WHAT IS EXPECTED:
How does the data below read from its first line through the line containing "database with migrations."? Print those lines exactly.

Records from a data source:
● ● ● ● ● ● ●

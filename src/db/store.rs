//! SQLite heartbeat store implementation.

use chrono::{DateTime, Utc};
use rusqlite::{params, Connection, Result as SqlResult};
use std::path::Path;
use std::sync::{Arc, Mutex, MutexGuard};
use thiserror::Error;

use super::models::*;
use crate::uptime::{parse_timestamp, HeartbeatRecord};

/// Fixed-width UTC format; lexical order matches time order.
const TIME_FORMAT: &str = "%Y-%m-%d %H:%M:%S%.9f";

/// Database error types.
#[derive(Error, Debug)]
pub enum DbError {
    #[error("SQLite error: {0}")]
    Sqlite(#[from] rusqlite::Error),
    #[error("Migration error: {0}")]
    Migration(String),
    #[error("database lock poisoned")]
    LockPoisoned,
}

/// Where heartbeats come from.
///
/// The engine never fetches data itself; report assembly goes through this
/// trait so any backing store can feed it.
pub trait HeartbeatSource {
    /// Heartbeats for a device with `start <= time < end`, oldest first.
    fn fetch_heartbeats(
        &self,
        device_id: &str,
        start: DateTime<Utc>,
        end: DateTime<Utc>,
    ) -> Result<Vec<HeartbeatRecord>, DbError>;

    /// Earliest and latest heartbeat time for a device.
    fn heartbeat_extent(&self, device_id: &str) -> Result<Option<(DateTime<Utc>, DateTime<Utc>)>, DbError>;
}

/// Thread-safe database store.
#[derive(Clone)]
pub struct Store {
    conn: Arc<Mutex<Connection>>,
}

impl Store {
    /// Create a new store with the given database path.
    pub fn new<P: AsRef<Path>>(path: P) -> Result<Self, DbError> {
        let conn = Connection::open(path)?;
        let store = Self {
            conn: Arc::new(Mutex::new(conn)),
        };
        store.init()?;
        Ok(store)
    }

    /// Initialize the database with migrations.
    fn init(&self) -> Result<(), DbError> {
        let conn = self.conn()?;
        conn.execute_batch(include_str!("../../migrations/000001_init.up.sql"))
            .map_err(|e| DbError::Migration(format!("Migration 1 failed: {}", e)))?;
        Ok(())
    }

    fn conn(&self) -> Result<MutexGuard<'_, Connection>, DbError> {
        self.conn.lock().map_err(|_| DbError::LockPoisoned)
    }

    // --- Heartbeats ---

    /// Add heartbeats in batch.
    pub fn add_heartbeats(&self, heartbeats: &[HeartbeatRecord]) -> Result<usize, DbError> {
        if heartbeats.is_empty() {
            return Ok(0);
        }

        let conn = self.conn()?;
        let tx = conn.unchecked_transaction()?;

        {
            let mut stmt = tx.prepare(
                "INSERT INTO heartbeats (device_id, time, battery_level, cpu_usage) VALUES (?1, ?2, ?3, ?4)",
            )?;

            for h in heartbeats {
                stmt.execute(params![
                    h.device_id,
                    h.timestamp.format(TIME_FORMAT).to_string(),
                    h.battery_level,
                    h.cpu_usage,
                ])?;
            }
        }

        tx.commit()?;
        Ok(heartbeats.len())
    }

    /// Get heartbeats for a device within a time range.
    ///
    /// Rows whose stored time cannot be parsed are skipped.
    pub fn get_heartbeats(
        &self,
        device_id: &str,
        start: DateTime<Utc>,
        end: DateTime<Utc>,
    ) -> Result<Vec<HeartbeatRecord>, DbError> {
        let conn = self.conn()?;
        let mut stmt = conn.prepare(
            "SELECT device_id, time, battery_level, cpu_usage FROM heartbeats
             WHERE device_id = ?1 AND time >= ?2 AND time < ?3 ORDER BY time ASC, id ASC",
        )?;

        let rows = stmt
            .query_map(
                params![
                    device_id,
                    start.format(TIME_FORMAT).to_string(),
                    end.format(TIME_FORMAT).to_string(),
                ],
                |row| {
                    Ok((
                        row.get::<_, String>(0)?,
                        row.get::<_, String>(1)?,
                        row.get::<_, Option<f64>>(2)?,
                        row.get::<_, Option<f64>>(3)?,
                    ))
                },
            )?
            .collect::<SqlResult<Vec<_>>>()?;

        let heartbeats = rows
            .into_iter()
            .filter_map(|(device_id, time, battery_level, cpu_usage)| match parse_timestamp(&time) {
                Some(timestamp) => Some(HeartbeatRecord {
                    device_id,
                    timestamp,
                    battery_level,
                    cpu_usage,
                }),
                None => {
                    tracing::warn!("Skipping heartbeat for {} with malformed time {:?}", device_id, time);
                    None
                }
            })
            .collect();

        Ok(heartbeats)
    }

    /// Get earliest and latest heartbeat time for a device.
    pub fn get_heartbeat_extent(&self, device_id: &str) -> Result<Option<(DateTime<Utc>, DateTime<Utc>)>, DbError> {
        let conn = self.conn()?;
        let (min, max): (Option<String>, Option<String>) = conn.query_row(
            "SELECT MIN(time), MAX(time) FROM heartbeats WHERE device_id = ?1",
            params![device_id],
            |row| Ok((row.get(0)?, row.get(1)?)),
        )?;

        let earliest = min.and_then(|s| parse_timestamp(&s));
        let latest = max.and_then(|s| parse_timestamp(&s));
        Ok(earliest.zip(latest))
    }

    /// Get every known device with its latest heartbeat.
    pub fn get_devices(&self) -> Result<Vec<DeviceSummary>, DbError> {
        let conn = self.conn()?;
        // SQLite takes bare columns from the row that holds MAX(time).
        let mut stmt = conn.prepare(
            "SELECT device_id, MAX(time), battery_level, COUNT(*) FROM heartbeats
             GROUP BY device_id ORDER BY device_id",
        )?;

        let rows = stmt
            .query_map([], |row| {
                Ok((
                    row.get::<_, String>(0)?,
                    row.get::<_, String>(1)?,
                    row.get::<_, Option<f64>>(2)?,
                    row.get::<_, i64>(3)?,
                ))
            })?
            .collect::<SqlResult<Vec<_>>>()?;

        let devices = rows
            .into_iter()
            .filter_map(|(device_id, time, battery_level, heartbeat_count)| {
                let last_seen = parse_timestamp(&time)?;
                Some(DeviceSummary {
                    device_id,
                    last_seen,
                    battery_level,
                    heartbeat_count,
                })
            })
            .collect();

        Ok(devices)
    }

    /// Delete heartbeats before a cutoff time, returning the number removed.
    pub fn delete_heartbeats_before(&self, cutoff: DateTime<Utc>) -> Result<usize, DbError> {
        let conn = self.conn()?;
        let deleted = conn.execute(
            "DELETE FROM heartbeats WHERE time < ?1",
            params![cutoff.format(TIME_FORMAT).to_string()],
        )?;
        Ok(deleted)
    }

    // --- Status ---

    /// Get database size in bytes.
    pub fn get_db_size_bytes(&self) -> Result<i64, DbError> {
        let conn = self.conn()?;
        let page_count: i64 = conn.query_row("PRAGMA page_count", [], |r| r.get(0))?;
        let page_size: i64 = conn.query_row("PRAGMA page_size", [], |r| r.get(0))?;
        Ok(page_count * page_size)
    }

    /// Get storage statistics.
    pub fn get_stats(&self) -> Result<StoreStats, DbError> {
        let db_size_bytes = self.get_db_size_bytes()?;
        let conn = self.conn()?;
        let (heartbeat_count, device_count): (i64, i64) = conn.query_row(
            "SELECT COUNT(*), COUNT(DISTINCT device_id) FROM heartbeats",
            [],
            |r| Ok((r.get(0)?, r.get(1)?)),
        )?;

        Ok(StoreStats {
            db_size_bytes,
            heartbeat_count,
            device_count,
        })
    }
}

impl HeartbeatSource for Store {
    fn fetch_heartbeats(
        &self,
        device_id: &str,
        start: DateTime<Utc>,
        end: DateTime<Utc>,
    ) -> Result<Vec<HeartbeatRecord>, DbError> {
        self.get_heartbeats(device_id, start, end)
    }

    fn heartbeat_extent(&self, device_id: &str) -> Result<Option<(DateTime<Utc>, DateTime<Utc>)>, DbError> {
        self.get_heartbeat_extent(device_id)
    }
}

#[cfg(test)]
mod tests {
    use super::*;
    use chrono::TimeZone;
    use tempfile::NamedTempFile;

    fn at(h: u32, m: u32) -> DateTime<Utc> {
        Utc.with_ymd_and_hms(2024, 1, 1, h, m, 0).unwrap()
    }

    fn store() -> (NamedTempFile, Store) {
        let tmp = NamedTempFile::new().unwrap();
        let store = Store::new(tmp.path()).unwrap();
        (tmp, store)
    }

    #[test]
    fn test_heartbeat_range_roundtrip() {
        let (_tmp, store) = store();
        let added = store
            .add_heartbeats(&[
                HeartbeatRecord::new("tab-1", at(10, 4)).with_battery(60.0),
                HeartbeatRecord::new("tab-1", at(10, 0)).with_battery(80.0).with_cpu(12.5),
                HeartbeatRecord::new("tab-2", at(10, 1)),
                HeartbeatRecord::new("tab-1", at(10, 10)),
            ])
            .unwrap();
        assert_eq!(added, 4);

        let fetched = store.fetch_heartbeats("tab-1", at(10, 0), at(10, 10)).unwrap();
        assert_eq!(fetched.len(), 2);
        assert_eq!(fetched[0].timestamp, at(10, 0));
        assert_eq!(fetched[0].battery_level, Some(80.0));
        assert_eq!(fetched[0].cpu_usage, Some(12.5));
        assert_eq!(fetched[1].timestamp, at(10, 4));

        assert_eq!(store.heartbeat_extent("tab-1").unwrap(), Some((at(10, 0), at(10, 10))));
        assert_eq!(store.heartbeat_extent("nobody").unwrap(), None);
    }

    #[test]
    fn test_malformed_rows_are_skipped() {
        let (_tmp, store) = store();
        store.add_heartbeats(&[HeartbeatRecord::new("tab-1", at(10, 0))]).unwrap();
        {
            let conn = store.conn().unwrap();
            conn.execute(
                "INSERT INTO heartbeats (device_id, time) VALUES ('tab-1', '2024-01-01 10:02:xx')",
                [],
            )
            .unwrap();
        }

        let fetched = store.get_heartbeats("tab-1", at(9, 0), at(11, 0)).unwrap();
        assert_eq!(fetched.len(), 1);
    }

    #[test]
    fn test_devices_report_latest_battery() {
        let (_tmp, store) = store();
        store
            .add_heartbeats(&[
                HeartbeatRecord::new("tab-b", at(9, 0)).with_battery(30.0),
                HeartbeatRecord::new("tab-a", at(8, 0)).with_battery(90.0),
                HeartbeatRecord::new("tab-a", at(9, 30)).with_battery(85.0),
                HeartbeatRecord::new("tab-a", at(9, 10)).with_battery(88.0),
            ])
            .unwrap();

        let devices = store.get_devices().unwrap();
        assert_eq!(devices.len(), 2);
        assert_eq!(devices[0].device_id, "tab-a");
        assert_eq!(devices[0].last_seen, at(9, 30));
        assert_eq!(devices[0].battery_level, Some(85.0));
        assert_eq!(devices[0].heartbeat_count, 3);
        assert_eq!(devices[1].device_id, "tab-b");
    }

    #[test]
    fn test_delete_before_and_stats() {
        let (_tmp, store) = store();
        store
            .add_heartbeats(&[
                HeartbeatRecord::new("tab-1", at(8, 0)),
                HeartbeatRecord::new("tab-1", at(9, 0)),
                HeartbeatRecord::new("tab-2", at(10, 0)),
            ])
            .unwrap();

        assert_eq!(store.delete_heartbeats_before(at(9, 0)).unwrap(), 1);

        let stats = store.get_stats().unwrap();
        assert_eq!(stats.heartbeat_count, 2);
        assert_eq!(stats.device_count, 2);
        assert!(stats.db_size_bytes > 0);
    }
}
use macroquad::prelude::*;

const TRACK_HEIGHT: f32 = 6.0;
const HANDLE_RADIUS: f32 = 8.0;

/// Horizontal drag slider UI component
pub struct Slider {
    x: f32,
    y: f32,
    width: f32,
    label: String,
    min: f32,
    max: f32,
    value: f32,
    dragging: bool,
}

impl Slider {
    pub fn new(
        x: f32,
        y: f32,
        width: f32,
        label: impl Into<String>,
        min: f32,
        max: f32,
        initial: f32,
    ) -> Self {
        Self {
            x,
            y,
            width,
            label: label.into(),
            min,
            max,
            value: initial.clamp(min, max),
            dragging: false,
        }
    }

    /// Current slider value
    pub fn value(&self) -> f32 {
        self.value
    }

    fn handle_x(&self) -> f32 {
        self.x + (self.value - self.min) / (self.max - self.min) * self.width
    }

    fn is_hovered(&self, mouse_pos: (f32, f32)) -> bool {
        mouse_pos.0 >= self.x - HANDLE_RADIUS
            && mouse_pos.0 <= self.x + self.width + HANDLE_RADIUS
            && mouse_pos.1 >= self.y - HANDLE_RADIUS
            && mouse_pos.1 <= self.y + HANDLE_RADIUS
    }

    /// Handle interaction and return true if the value changed
    pub fn update(&mut self, mouse_pos: (f32, f32)) -> bool {
        if is_mouse_button_pressed(MouseButton::Left) && self.is_hovered(mouse_pos) {
            self.dragging = true;
        }
        if !is_mouse_button_down(MouseButton::Left) {
            self.dragging = false;
        }

        if self.dragging {
            let t = ((mouse_pos.0 - self.x) / self.width).clamp(0.0, 1.0);
            let new_value = self.min + t * (self.max - self.min);
            if new_value != self.value {
                self.value = new_value;
                return true;
            }
        }

        false
    }

    /// Draw slider with hover effect on the handle
    pub fn draw(&self, mouse_pos: (f32, f32)) {
        draw_text(&self.label, self.x, self.y - 14.0, 14.0, DARKGRAY);

        // Track, with the portion left of the handle filled in
        draw_rectangle(
            self.x,
            self.y - TRACK_HEIGHT / 2.0,
            self.width,
            TRACK_HEIGHT,
            GRAY,
        );
        draw_rectangle(
            self.x,
            self.y - TRACK_HEIGHT / 2.0,
            self.handle_x() - self.x,
            TRACK_HEIGHT,
            Color::from_rgba(70, 130, 180, 255),
        );

        let handle_color = if self.dragging || self.is_hovered(mouse_pos) {
            Color::from_rgba(100, 149, 237, 255)
        } else {
            Color::from_rgba(70, 130, 180, 255)
        };
        draw_circle(self.handle_x(), self.y, HANDLE_RADIUS, handle_color);

        draw_text(
            &format!("{:.2} s", self.value),
            self.x + self.width - 40.0,
            self.y + 22.0,
            14.0,
            DARKGRAY,
        );
    }
}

● ● ● ● ● ● ●

RESPONSE BELOW:
filename src/db/store.rs
//! SQLite heartbeat store implementation.

use chrono::{DateTime, Utc};
use rusqlite::{params, Connection, Result as SqlResult};
use std::path::Path;
use std::sync::{Arc, Mutex, MutexGuard};
use thiserror::Error;

use super::models::*;
use crate::uptime::{parse_timestamp, HeartbeatRecord};

/// Fixed-width UTC format; lexical order matches time order.
const TIME_FORMAT: &str = "%Y-%m-%d %H:%M:%S%.9f";

/// Database error types.
#[derive(Error, Debug)]
pub enum DbError {
    #[error("SQLite error: {0}")]
    Sqlite(#[from] rusqlite::Error),
    #[error("Migration error: {0}")]
    Migration(String),
    #[error("database lock poisoned")]
    LockPoisoned,
}

/// Where heartbeats come from.
///
/// The engine never fetches data itself; report assembly goes through this
/// trait so any backing store can feed it.
pub trait HeartbeatSource {
    /// Heartbeats for a device with `start <= time < end`, oldest first.
    fn fetch_heartbeats(
        &self,
        device_id: &str,
        start: DateTime<Utc>,
        end: DateTime<Utc>,
    ) -> Result<Vec<HeartbeatRecord>, DbError>;

    /// Earliest and latest heartbeat time for a device.
    fn heartbeat_extent(&self, device_id: &str) -> Result<Option<(DateTime<Utc>, DateTime<Utc>)>, DbError>;
}

/// Thread-safe database store.
#[derive(Clone)]
pub struct Store {
    conn: Arc<Mutex<Connection>>,
}

impl Store {
    /// Create a new store with the given database path.
    pub fn new<P: AsRef<Path>>(path: P) -> Result<Self, DbError> {
        let conn = Connection::open(path)?;
        let store = Self {
            conn: Arc::new(Mutex::new(conn)),
        };
        store.init()?;
        Ok(store)
    }

    /// Initialize the database with migrations.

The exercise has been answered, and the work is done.